A moins d'une semaine du référendum du 29 mai devant permettre la ratification du TCE, quelques petites réflexions personnelles sur le débat qui nous a été proposé.

VGE a génialement résumé la situation : C'est une bonne idée d'avoir choisi le référendum, à condition que la réponse soit oui[1]. Cela a le mérite d'être clair: le référendum est donc expurgé de sa dimension démocratique afin d’obtenir la réponse souhaitée, un oui bien entendu. Mais comment parvenir à ce tour de force qui consiste à demander l’avis des citoyens tout en laissant peu de choix dans la réponse?

1-Sélection des acteurs.

Pour commencer, les partis politiques ont accaparé le débat. La République finance la campagne électorale officielle uniquement au travers des partis politiques en excluant par la même occasion le financement de toutes les autres campagnes citoyenne n’ayant pas participé aux dernières élections européennes. Mais les clivages politique français sont loin de répondre aux problématiques du TCE; mais qu’importe, le pré-requis à cette grande manipulation est donc mis en place en privilégiant les interventions aux hommes politiques (dont la probité est loin d’être acquise). Mais cet état de fait n’est pas sans conséquence:

  • Tout d’abord, les partis politiques et leurs dirigeants ont des intérêts corporatistes (échéance électorales de 2007, carrière personnelle,…) très éloigné du débat.
  • Un refus de ratification du traité pourrait générer une "crise" ce qui n'est pas dans l'intérêt ni des partis au pouvoir (UMP, UDF) ni des partis pouvait y retourner (PS). Les grands acteurs du oui sont donc juges et partis...
  • Les partis (PS et UMP) défendent le oui en prenant soin de faire taire les voix discordantes dans leurs rangs laissant ainsi aux partis extrémistes ou considérés en tant que tel défendre le non (ce procédé permet une assimilation entre le non et l’extrémisme qui sera utilisé dans les débats).

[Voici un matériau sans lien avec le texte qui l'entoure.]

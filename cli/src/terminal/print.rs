use crate::terminal::colors;
use colored::*;
use drone_common::log::PRINT_TARGET;
use tracing::info;
use unicode_width::UnicodeWidthStr;

pub const TOTAL_WIDTH: usize = 64;
const KEY_WIDTH: usize = 9;

pub fn print(msg: &str) {
    info!(target: PRINT_TARGET, raw_msg = msg);
}

pub fn banner(q_level: u8) {
    if q_level > 0 {
        return;
    }

    let text_content: String = format!("⟦ DRONE-NIKTO v{} ⟧ ", env!("CARGO_PKG_VERSION"));
    let text_width: usize = UnicodeWidthStr::width(text_content.as_str());
    let text: ColoredString = text_content.bright_green().bold();
    let sep: ColoredString = "═".repeat(TOTAL_WIDTH.saturating_sub(text_width) / 2).bright_black();
    print(&format!("{}{}{}", sep, text, sep));
}

pub fn header(msg: &str, q_level: u8) {
    if q_level > 0 {
        return;
    }

    let formatted: String = format!("⟦ {} ⟧", msg);
    let msg_len: usize = formatted.chars().count();

    let dash_count: usize = TOTAL_WIDTH.saturating_sub(msg_len);
    let left: usize = dash_count / 2;
    let right: usize = dash_count - left;

    let line: ColoredString = format!(
        "{}{}{}",
        "─".repeat(left),
        formatted.to_uppercase().bright_green(),
        "─".repeat(right)
    )
    .bright_black();

    print(&format!("{}", line));
}

pub fn fat_separator() {
    let sep: ColoredString = "═".repeat(TOTAL_WIDTH).bright_black();
    print(&format!("{}", sep));
}

/// `key.....: value`, with keys padded to a common width.
pub fn aligned_line(key: &str, value: ColoredString) {
    let dots: String = ".".repeat((KEY_WIDTH + 1).saturating_sub(key.len()));
    print(&format!(
        "{} {}{}{} {}",
        ">".color(colors::SEPARATOR),
        key.color(colors::PRIMARY),
        dots.color(colors::SEPARATOR),
        ":".color(colors::SEPARATOR),
        value
    ));
}

pub fn as_tree_one_level(key_value_pair: Vec<(String, ColoredString)>) {
    let key_width: usize = key_value_pair
        .iter()
        .map(|(key, _)| key.len())
        .max()
        .unwrap_or(0);

    for (i, (key, value)) in key_value_pair.iter().enumerate() {
        let last: bool = i + 1 == key_value_pair.len();
        let branch: ColoredString = if !last {
            "├─".bright_black()
        } else {
            "└─".bright_black()
        };
        let output: String = format!(
            " {} {}{}{} {}",
            branch,
            key.color(colors::TEXT_DEFAULT),
            ".".repeat(key_width - key.len()).color(colors::SEPARATOR),
            ":".color(colors::SEPARATOR),
            value
        );
        print(&output);
    }
}

pub fn centerln(msg: &str) {
    let space = " ".repeat(TOTAL_WIDTH.saturating_sub(console::measure_text_width(msg)) / 2);
    print(&format!("{}{}{}", space, msg, space));
}
//! Test fixtures for dispatch-planner.
//!
//! Real Las Vegas / Henderson sites (from OpenStreetMap) used as customer
//! addresses and technician depots.

pub mod las_vegas_locations;

pub use las_vegas_locations::*;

Et voilà comment les acteurs du débat nous ont été imposés en limitant l'approche citoyenne du TCE qui rappelons concerne un texte présenté comme une constitution dont apolitique dans le principe.

2-Pourrir le débat et éviter de parler du texte.

Pour y parvenir j’ai repéré plusieurs méthodes :

  • L’Europe aveuglément : la construction européenne étant souhaitable, il ne faudrait pas la bloquer. Argumentaire fallacieux puisque cela revient à affirmer que n’importe quel texte doit être accepté pour la construction européenne.
  • Le catastrophisme : en cas de victoire du non, il faut s’attendre au chaos, à une catastrophe voir même la disparition de l’Europe, etc…
  • La diffamation : Les partisans du non vous mentent de Jacques Delors ou le non qui seraient anti-européen (on ne peut pas dire je suis européen et voter non de Jacques Chirac)
  • l’amalgame : Les nonistes sont des proches de l’extrême droite…
  • L’utilisation de la peur : selon Perben en cas de victoire du non des hordes de voyous envahiront l’Europe, un non équivaut au souffle d'une bombe atomique selon DSK, ….
  • discréditer les nonistes : ils ne sont pas européens, il n’ont pas compris ---> il faut leurs expliquer, faire de la pédagogie,…
  • et pour finir l'argument le plus puant : le nationalisme. Ainsi voter oui est bon pour la France ou bien voter oui au TCE c’est dire oui à une Europe à la Française et l’Europe en construction serait une France élargie.
3-L’appui médiatique

Pour offrir aux 2 points précédents une légitimité, il est nécessaire de s’appuyer sur les médias qui remplissent jusqu’ici leurs rôles avec une grande efficacité. Bien que les groupes propriétaires des médias se défendent de faire la part belle au camp du oui, la partialité des médias est fortement remise en cause. Les temps de parole et l’égalité de traitement seraient loin d’être respectés et certains marqueurs devraient fortement nous alerter : comptage d’ASI[2], les remontrances du CSA[3] et la pétition initiés par les journalistes[4], … Le clou du spectacle revient à un journaliste qui en plein JT de 20 h a remercié Simone Veil de rentrer en campagne pour le oui….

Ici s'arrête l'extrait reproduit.